We should re-establish virtue as a goal by using the word often and correctly, without weak, uncharitable, or prudish embarrassment. If we care more about people than we do about viewpoints, we should promote virtue because its lack is a societal and personal disaster. With virtue comes happiness.

Plato, Aristotle, Cicero, Seneca, Philo, Clement, St. Augustine and St. Thomas Aquinas understood the importance of virtue to society. A virtuous society is one in which man flourishes. An imprudent, unjust, intemperate, and cowardly society will crumble, and man with it.

On a personal level, we now know unbridled autonomy leads to selfishness; bringing an insatiable appetite for novelty; from which comes vice, narcissism and in all likelihood substance abuse; rapidly followed by meaninglessness, nothingness, unhappiness, and a lost soul. The Aurora and Newtown shooters can credibly be located somewhere on this sad and vicious continuum.

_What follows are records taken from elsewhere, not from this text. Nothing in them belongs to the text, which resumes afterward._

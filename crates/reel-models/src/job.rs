//! Movie generation job documents.
//!
//! A job is owned by the external document store; this client reads it and
//! only ever writes the publication flag. Every field the backend may omit is
//! an explicit `Option` (or has a documented default) so call sites never
//! probe for presence themselves.

use chrono::{DateTime, Utc};
use schemars::JsonSchema;
use serde::{Deserialize, Deserializer, Serialize};
use std::fmt;

use crate::stage::StageProgress;

/// Opaque job identifier assigned by the document store.
#[derive(Debug, Clone, PartialEq, Eq, Hash, PartialOrd, Ord, Serialize, Deserialize, JsonSchema)]
#[serde(transparent)]
pub struct JobId(pub String);

impl JobId {
    pub fn from_string(s: impl Into<String>) -> Self {
        Self(s.into())
    }

    pub fn as_str(&self) -> &str {
        &self.0
    }
}

impl fmt::Display for JobId {
    fn fmt(&self, f: &mut fmt::Formatter<'_>) -> fmt::Result {
        write!(f, "{}", self.0)
    }
}

impl From<String> for JobId {
    fn from(s: String) -> Self {
        Self(s)
    }
}

impl From<&str> for JobId {
    fn from(s: &str) -> Self {
        Self(s.to_string())
    }
}

/// Top-level lifecycle status, mutated by the backend.
#[derive(Debug, Clone, Copy, PartialEq, Eq, Hash, Serialize, Deserialize, JsonSchema)]
#[serde(rename_all = "snake_case")]
pub enum JobStatus {
    Queued,
    Processing,
    Completed,
    Failed,
}

impl JobStatus {
    pub fn as_str(&self) -> &'static str {
        match self {
            JobStatus::Queued => "queued",
            JobStatus::Processing => "processing",
            JobStatus::Completed => "completed",
            JobStatus::Failed => "failed",
        }
    }

    /// Parse a backend value; anything unrecognized is treated as absent.
    pub fn parse(value: &str) -> Option<Self> {
        match value {
            "queued" => Some(JobStatus::Queued),
            "processing" => Some(JobStatus::Processing),
            "completed" => Some(JobStatus::Completed),
            "failed" => Some(JobStatus::Failed),
            _ => None,
        }
    }

    /// Queued or processing: the job still occupies the generation backend.
    pub fn is_active(&self) -> bool {
        matches!(self, JobStatus::Queued | JobStatus::Processing)
    }
}

impl fmt::Display for JobStatus {
    fn fmt(&self, f: &mut fmt::Formatter<'_>) -> fmt::Result {
        write!(f, "{}", self.as_str())
    }
}

/// Story metadata written by the story stage.
#[derive(Debug, Clone, Default, PartialEq, Eq, Serialize, Deserialize)]
pub struct MovieInfo {
    #[serde(default, skip_serializing_if = "Option::is_none")]
    pub title: Option<String>,
    #[serde(default, skip_serializing_if = "Option::is_none")]
    pub description: Option<String>,
    #[serde(default, skip_serializing_if = "Option::is_none")]
    pub genre: Option<String>,
}

/// A movie generation job as stored in the `movies` collection.
#[derive(Debug, Clone, PartialEq, Serialize, Deserialize)]
#[serde(rename_all = "camelCase")]
pub struct Job {
    pub id: JobId,

    /// Owner (`userId` in the document)
    #[serde(rename = "userId", default)]
    pub owner: String,

    /// Lifecycle status, absent until the backend picks the job up
    #[serde(default, deserialize_with = "lenient_status", skip_serializing_if = "Option::is_none")]
    pub status: Option<JobStatus>,

    /// Per-stage progress map
    #[serde(default, skip_serializing_if = "Option::is_none")]
    pub progress: Option<StageProgress>,

    #[serde(default)]
    pub is_published: bool,

    #[serde(default)]
    pub featured: bool,

    #[serde(default, skip_serializing_if = "Option::is_none")]
    pub created_at: Option<DateTime<Utc>>,

    /// Genre requested at submission time
    #[serde(default, skip_serializing_if = "Option::is_none")]
    pub genre: Option<String>,

    /// Story metadata (`story.movie_info`)
    #[serde(default, skip_serializing_if = "Option::is_none")]
    pub movie_info: Option<MovieInfo>,

    /// Generated still images (`images.image_urls`)
    #[serde(default, skip_serializing_if = "Vec::is_empty")]
    pub image_urls: Vec<String>,

    /// Final video (`final_video`, falling back to `video.video_url`)
    #[serde(default, skip_serializing_if = "Option::is_none")]
    pub video_url: Option<String>,
}

impl Job {
    /// Create an empty job record: no status, no progress, unpublished.
    pub fn new(id: impl Into<JobId>, owner: impl Into<String>) -> Self {
        Self {
            id: id.into(),
            owner: owner.into(),
            status: None,
            progress: None,
            is_published: false,
            featured: false,
            created_at: None,
            genre: None,
            movie_info: None,
            image_urls: Vec::new(),
            video_url: None,
        }
    }

    pub fn with_status(mut self, status: JobStatus) -> Self {
        self.status = Some(status);
        self
    }

    pub fn with_progress(mut self, progress: StageProgress) -> Self {
        self.progress = Some(progress);
        self
    }

    pub fn title(&self) -> Option<&str> {
        self.movie_info.as_ref().and_then(|m| non_empty(m.title.as_deref()))
    }

    pub fn description(&self) -> Option<&str> {
        self.movie_info.as_ref().and_then(|m| non_empty(m.description.as_deref()))
    }

    /// Genre for display: the story's genre wins over the requested one.
    pub fn display_genre(&self) -> Option<&str> {
        self.movie_info
            .as_ref()
            .and_then(|m| non_empty(m.genre.as_deref()))
            .or_else(|| non_empty(self.genre.as_deref()))
    }

    pub fn thumbnail_url(&self) -> Option<&str> {
        self.image_urls.first().map(String::as_str)
    }
}

fn non_empty(value: Option<&str>) -> Option<&str> {
    value.filter(|s| !s.is_empty())
}

fn lenient_status<'de, D>(deserializer: D) -> Result<Option<JobStatus>, D::Error>
where
    D: Deserializer<'de>,
{
    let raw = Option::<serde_json::Value>::deserialize(deserializer)?;
    Ok(raw.as_ref().and_then(|v| v.as_str()).and_then(JobStatus::parse))
}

We should be thankful to the protestor and her sign, because she highlighted all that is at stake with relativism and its rejection of words, truth and virtue. That "Fake Clinic" is virtuous in its prudent sharing of facts and resources for a crucial life decision, just in its treatment of a defenseless human being, courageous in its embrace of the responsibility that follows sexual intercourse and sober in its treatment of the most joyful event in a woman's life (which event may only happen once).